## INFORMATION SHOWN
----

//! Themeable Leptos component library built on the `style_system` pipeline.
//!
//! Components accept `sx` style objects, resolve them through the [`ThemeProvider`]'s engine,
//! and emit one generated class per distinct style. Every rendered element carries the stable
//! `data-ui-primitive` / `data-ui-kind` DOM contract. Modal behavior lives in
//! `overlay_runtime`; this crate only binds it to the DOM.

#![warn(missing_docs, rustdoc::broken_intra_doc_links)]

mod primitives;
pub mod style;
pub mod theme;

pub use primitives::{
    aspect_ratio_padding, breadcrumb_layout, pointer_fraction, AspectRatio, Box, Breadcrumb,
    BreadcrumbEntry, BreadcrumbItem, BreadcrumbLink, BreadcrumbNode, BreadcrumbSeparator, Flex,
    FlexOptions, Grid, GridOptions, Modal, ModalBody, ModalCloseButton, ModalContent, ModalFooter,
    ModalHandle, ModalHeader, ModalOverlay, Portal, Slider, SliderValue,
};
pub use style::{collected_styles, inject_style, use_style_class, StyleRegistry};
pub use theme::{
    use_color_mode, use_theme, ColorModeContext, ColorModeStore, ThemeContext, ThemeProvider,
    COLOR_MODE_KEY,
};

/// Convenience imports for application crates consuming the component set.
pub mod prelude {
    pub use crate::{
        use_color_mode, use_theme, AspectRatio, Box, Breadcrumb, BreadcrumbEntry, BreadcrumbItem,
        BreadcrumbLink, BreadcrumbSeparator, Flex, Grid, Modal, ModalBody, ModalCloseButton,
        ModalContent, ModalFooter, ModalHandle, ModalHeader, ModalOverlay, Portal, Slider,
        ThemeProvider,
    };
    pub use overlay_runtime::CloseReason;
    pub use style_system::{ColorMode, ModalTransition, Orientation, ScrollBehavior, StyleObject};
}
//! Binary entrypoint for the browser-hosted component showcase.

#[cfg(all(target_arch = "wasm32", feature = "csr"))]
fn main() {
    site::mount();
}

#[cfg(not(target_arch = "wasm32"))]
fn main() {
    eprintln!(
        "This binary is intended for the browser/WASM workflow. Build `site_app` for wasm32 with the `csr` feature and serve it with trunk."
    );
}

----

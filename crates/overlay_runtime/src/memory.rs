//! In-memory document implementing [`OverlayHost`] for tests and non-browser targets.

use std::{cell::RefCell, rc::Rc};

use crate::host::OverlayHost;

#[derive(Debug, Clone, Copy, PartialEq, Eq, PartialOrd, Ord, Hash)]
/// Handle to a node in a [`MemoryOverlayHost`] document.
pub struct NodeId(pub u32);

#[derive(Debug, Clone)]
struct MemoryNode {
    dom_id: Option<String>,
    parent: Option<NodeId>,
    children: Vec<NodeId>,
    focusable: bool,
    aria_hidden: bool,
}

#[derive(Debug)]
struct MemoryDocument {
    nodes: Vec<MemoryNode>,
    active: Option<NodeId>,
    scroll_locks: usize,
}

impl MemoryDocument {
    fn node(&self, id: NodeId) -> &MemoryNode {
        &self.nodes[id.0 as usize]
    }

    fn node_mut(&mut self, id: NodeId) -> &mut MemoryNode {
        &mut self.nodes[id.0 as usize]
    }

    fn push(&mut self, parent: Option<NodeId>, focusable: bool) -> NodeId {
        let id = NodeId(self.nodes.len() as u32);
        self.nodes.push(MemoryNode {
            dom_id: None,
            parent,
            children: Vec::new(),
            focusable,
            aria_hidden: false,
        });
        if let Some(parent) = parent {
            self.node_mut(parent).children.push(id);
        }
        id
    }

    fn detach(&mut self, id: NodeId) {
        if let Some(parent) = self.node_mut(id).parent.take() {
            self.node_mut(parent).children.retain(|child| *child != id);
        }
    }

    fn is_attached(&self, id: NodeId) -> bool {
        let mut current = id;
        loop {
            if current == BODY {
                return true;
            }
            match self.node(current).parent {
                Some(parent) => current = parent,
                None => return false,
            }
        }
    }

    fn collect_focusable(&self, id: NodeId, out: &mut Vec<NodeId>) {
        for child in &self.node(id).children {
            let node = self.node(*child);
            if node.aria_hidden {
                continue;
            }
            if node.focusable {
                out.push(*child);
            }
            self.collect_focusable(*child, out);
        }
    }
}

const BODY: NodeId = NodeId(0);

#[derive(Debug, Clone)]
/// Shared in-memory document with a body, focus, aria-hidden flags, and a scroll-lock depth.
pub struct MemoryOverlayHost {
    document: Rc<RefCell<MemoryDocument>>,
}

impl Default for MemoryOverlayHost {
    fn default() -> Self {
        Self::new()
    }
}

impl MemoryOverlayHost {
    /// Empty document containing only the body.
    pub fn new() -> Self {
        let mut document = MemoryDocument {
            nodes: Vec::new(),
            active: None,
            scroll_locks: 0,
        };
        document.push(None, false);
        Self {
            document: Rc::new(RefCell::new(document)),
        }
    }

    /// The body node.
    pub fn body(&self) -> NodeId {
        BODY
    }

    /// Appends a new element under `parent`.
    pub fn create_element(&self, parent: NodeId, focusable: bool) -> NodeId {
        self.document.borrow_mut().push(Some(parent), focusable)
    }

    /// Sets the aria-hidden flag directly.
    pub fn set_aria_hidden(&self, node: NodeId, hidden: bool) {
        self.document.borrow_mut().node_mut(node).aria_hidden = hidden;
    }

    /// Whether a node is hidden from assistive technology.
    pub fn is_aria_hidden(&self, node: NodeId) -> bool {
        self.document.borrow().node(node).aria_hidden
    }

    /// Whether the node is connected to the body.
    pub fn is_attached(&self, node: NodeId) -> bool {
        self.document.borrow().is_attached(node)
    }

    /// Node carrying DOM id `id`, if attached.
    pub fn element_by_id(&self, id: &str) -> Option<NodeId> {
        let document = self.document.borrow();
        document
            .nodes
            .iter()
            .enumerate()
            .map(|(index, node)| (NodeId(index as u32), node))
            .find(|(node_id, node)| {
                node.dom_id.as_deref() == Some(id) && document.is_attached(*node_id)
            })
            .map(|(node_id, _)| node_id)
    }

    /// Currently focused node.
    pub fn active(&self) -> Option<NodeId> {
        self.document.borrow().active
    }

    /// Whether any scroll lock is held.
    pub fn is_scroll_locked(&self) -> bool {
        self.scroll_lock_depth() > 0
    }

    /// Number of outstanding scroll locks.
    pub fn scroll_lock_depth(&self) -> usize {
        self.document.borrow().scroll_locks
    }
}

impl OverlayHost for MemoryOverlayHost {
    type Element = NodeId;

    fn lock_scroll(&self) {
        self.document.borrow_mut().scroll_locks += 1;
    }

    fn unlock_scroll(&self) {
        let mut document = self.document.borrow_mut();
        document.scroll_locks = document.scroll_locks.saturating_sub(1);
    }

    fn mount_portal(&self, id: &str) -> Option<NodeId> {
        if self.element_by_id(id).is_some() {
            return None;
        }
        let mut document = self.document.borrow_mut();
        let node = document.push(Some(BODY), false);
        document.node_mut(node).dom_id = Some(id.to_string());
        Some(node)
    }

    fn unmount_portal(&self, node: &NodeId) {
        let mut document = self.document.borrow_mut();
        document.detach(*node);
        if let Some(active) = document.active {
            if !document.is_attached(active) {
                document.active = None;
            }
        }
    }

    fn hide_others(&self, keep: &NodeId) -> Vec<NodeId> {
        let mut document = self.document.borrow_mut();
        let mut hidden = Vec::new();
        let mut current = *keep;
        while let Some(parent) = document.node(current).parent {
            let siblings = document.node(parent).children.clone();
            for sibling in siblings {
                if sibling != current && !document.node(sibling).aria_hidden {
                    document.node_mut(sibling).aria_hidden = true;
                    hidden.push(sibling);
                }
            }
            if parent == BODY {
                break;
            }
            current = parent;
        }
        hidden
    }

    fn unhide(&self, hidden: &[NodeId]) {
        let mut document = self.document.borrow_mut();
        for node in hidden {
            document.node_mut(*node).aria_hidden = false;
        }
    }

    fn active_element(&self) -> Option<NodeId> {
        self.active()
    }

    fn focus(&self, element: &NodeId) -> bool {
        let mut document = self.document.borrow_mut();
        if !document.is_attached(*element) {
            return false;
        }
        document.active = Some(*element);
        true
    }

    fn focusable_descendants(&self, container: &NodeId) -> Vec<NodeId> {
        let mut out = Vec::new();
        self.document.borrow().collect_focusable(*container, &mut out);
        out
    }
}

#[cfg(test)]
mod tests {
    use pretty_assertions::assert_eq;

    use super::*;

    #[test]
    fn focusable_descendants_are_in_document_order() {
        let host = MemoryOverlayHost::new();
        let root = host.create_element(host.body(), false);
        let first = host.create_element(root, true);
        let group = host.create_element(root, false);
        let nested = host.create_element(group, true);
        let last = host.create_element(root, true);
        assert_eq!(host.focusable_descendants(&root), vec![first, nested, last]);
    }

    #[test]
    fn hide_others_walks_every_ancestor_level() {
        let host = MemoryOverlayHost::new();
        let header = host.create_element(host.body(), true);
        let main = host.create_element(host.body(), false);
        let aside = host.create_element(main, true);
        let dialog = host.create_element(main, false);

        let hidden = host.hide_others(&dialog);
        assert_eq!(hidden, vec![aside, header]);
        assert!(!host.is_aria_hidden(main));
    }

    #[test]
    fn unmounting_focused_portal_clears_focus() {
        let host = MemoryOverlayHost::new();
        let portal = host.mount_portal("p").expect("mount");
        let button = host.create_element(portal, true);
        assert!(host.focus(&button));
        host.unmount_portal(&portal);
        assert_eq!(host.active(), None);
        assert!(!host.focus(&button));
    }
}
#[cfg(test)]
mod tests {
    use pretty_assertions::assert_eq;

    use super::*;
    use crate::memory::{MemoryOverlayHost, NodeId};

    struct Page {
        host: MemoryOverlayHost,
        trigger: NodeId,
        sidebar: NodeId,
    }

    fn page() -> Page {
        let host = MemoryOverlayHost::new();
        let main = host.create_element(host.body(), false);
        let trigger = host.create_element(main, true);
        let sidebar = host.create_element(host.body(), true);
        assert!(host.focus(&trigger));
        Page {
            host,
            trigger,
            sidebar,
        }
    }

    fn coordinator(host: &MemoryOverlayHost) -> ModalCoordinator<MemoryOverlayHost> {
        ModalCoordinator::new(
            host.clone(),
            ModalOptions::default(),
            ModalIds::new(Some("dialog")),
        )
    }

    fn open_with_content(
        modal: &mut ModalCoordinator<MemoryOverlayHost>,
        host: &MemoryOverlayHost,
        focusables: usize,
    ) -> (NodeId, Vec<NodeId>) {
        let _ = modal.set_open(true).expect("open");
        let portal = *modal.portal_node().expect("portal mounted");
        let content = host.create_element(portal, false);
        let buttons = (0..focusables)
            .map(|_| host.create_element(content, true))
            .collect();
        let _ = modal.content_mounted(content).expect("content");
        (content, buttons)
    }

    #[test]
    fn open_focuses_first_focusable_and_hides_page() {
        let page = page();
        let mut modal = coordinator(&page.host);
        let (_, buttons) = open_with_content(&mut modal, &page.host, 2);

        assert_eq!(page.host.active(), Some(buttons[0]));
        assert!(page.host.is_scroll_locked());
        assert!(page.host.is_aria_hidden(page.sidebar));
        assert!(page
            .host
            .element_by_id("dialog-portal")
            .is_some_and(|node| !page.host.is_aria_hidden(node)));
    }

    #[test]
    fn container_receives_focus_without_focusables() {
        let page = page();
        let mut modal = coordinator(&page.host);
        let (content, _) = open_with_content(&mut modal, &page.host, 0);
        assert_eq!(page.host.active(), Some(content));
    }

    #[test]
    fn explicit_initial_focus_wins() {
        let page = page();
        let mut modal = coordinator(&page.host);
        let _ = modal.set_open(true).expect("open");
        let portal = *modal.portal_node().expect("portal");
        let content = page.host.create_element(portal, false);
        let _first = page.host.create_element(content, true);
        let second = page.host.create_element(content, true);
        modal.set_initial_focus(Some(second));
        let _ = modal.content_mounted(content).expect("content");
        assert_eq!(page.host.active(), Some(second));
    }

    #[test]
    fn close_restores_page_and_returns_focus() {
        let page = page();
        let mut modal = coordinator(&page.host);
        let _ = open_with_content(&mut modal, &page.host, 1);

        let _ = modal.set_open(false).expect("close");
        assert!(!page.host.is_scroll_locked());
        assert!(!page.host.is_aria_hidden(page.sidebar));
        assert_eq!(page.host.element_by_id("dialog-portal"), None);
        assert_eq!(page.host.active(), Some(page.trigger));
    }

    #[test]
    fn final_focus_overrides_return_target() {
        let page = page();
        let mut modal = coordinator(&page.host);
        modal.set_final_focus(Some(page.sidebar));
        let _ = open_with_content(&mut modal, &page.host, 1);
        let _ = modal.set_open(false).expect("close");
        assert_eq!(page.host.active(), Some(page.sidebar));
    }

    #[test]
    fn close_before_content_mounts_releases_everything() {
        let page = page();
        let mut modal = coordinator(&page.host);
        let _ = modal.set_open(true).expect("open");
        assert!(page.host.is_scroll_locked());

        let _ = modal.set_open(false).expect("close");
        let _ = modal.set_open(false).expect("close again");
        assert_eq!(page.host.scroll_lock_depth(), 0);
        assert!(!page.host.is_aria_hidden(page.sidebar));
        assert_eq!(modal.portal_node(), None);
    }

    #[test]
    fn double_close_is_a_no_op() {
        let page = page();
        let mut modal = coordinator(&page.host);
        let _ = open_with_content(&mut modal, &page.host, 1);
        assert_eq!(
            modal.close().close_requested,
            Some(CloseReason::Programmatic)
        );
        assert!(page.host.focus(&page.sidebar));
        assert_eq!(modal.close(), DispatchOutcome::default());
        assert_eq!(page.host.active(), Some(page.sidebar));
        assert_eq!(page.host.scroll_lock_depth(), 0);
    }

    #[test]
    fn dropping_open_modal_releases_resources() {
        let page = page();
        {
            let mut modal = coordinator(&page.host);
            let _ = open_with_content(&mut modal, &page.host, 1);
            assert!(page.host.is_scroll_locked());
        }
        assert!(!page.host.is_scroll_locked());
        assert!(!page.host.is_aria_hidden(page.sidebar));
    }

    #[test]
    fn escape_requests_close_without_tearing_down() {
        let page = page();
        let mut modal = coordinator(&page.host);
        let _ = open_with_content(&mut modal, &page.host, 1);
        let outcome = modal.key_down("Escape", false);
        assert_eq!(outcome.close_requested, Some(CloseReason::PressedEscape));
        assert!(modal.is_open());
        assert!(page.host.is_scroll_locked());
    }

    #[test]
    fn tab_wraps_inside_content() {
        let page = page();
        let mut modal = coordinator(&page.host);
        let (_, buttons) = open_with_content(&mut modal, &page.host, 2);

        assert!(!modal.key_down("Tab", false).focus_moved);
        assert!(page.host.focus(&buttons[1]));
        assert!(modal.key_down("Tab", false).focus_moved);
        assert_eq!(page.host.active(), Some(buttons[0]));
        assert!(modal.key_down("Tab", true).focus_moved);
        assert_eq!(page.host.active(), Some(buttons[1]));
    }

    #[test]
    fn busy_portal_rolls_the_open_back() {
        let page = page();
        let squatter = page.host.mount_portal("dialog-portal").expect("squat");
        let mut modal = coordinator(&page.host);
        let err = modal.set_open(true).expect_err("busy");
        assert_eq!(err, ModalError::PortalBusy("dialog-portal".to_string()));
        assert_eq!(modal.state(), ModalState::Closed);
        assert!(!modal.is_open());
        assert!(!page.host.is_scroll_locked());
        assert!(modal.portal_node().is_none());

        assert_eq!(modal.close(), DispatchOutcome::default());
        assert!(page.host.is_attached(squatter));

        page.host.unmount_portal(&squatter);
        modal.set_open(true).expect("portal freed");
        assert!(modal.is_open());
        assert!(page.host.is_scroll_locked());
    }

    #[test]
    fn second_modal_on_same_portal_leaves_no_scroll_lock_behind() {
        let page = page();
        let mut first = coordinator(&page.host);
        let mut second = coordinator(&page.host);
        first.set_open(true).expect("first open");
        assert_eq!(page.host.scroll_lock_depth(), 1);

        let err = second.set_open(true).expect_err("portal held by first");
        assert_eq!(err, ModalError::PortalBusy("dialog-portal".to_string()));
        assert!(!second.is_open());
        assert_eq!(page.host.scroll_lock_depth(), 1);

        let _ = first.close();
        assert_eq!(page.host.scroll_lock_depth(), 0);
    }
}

----

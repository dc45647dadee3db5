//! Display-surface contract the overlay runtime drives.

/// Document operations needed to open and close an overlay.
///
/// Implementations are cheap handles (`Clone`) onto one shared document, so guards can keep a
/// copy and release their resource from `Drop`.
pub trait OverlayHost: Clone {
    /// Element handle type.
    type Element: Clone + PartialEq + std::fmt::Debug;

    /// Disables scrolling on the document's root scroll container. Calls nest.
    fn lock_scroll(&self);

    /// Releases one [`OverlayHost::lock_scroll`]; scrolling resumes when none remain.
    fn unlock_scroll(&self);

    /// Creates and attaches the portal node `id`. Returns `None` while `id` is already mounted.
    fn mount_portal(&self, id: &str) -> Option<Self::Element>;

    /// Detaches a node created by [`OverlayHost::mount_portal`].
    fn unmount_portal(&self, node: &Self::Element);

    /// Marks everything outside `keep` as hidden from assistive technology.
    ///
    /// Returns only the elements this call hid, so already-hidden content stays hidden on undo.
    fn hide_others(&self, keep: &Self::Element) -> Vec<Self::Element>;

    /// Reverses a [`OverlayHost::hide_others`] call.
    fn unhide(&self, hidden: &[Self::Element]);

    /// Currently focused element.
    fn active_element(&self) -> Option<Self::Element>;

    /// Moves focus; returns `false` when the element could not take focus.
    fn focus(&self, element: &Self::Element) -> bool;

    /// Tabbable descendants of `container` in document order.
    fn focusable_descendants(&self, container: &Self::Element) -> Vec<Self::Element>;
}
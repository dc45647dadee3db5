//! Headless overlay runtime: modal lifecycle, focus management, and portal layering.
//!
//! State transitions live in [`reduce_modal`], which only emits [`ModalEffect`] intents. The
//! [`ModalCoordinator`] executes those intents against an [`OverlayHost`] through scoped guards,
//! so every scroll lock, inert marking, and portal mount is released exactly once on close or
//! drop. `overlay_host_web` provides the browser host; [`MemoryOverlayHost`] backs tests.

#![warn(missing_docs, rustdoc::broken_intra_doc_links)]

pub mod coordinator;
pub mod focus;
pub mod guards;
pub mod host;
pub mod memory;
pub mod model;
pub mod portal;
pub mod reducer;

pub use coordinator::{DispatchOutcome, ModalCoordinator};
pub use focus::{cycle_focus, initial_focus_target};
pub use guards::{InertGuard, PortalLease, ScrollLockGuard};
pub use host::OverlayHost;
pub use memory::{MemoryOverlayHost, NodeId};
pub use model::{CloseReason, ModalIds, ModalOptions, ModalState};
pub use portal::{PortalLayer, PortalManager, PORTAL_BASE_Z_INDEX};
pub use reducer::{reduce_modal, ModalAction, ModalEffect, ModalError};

----

Which lines of the listing above hold the word "from"? Copy each of them.

    /// Whether a node is hidden from assistive technology.
/// copy and release their resource from `Drop`.
    /// Marks everything outside `keep` as hidden from assistive technology.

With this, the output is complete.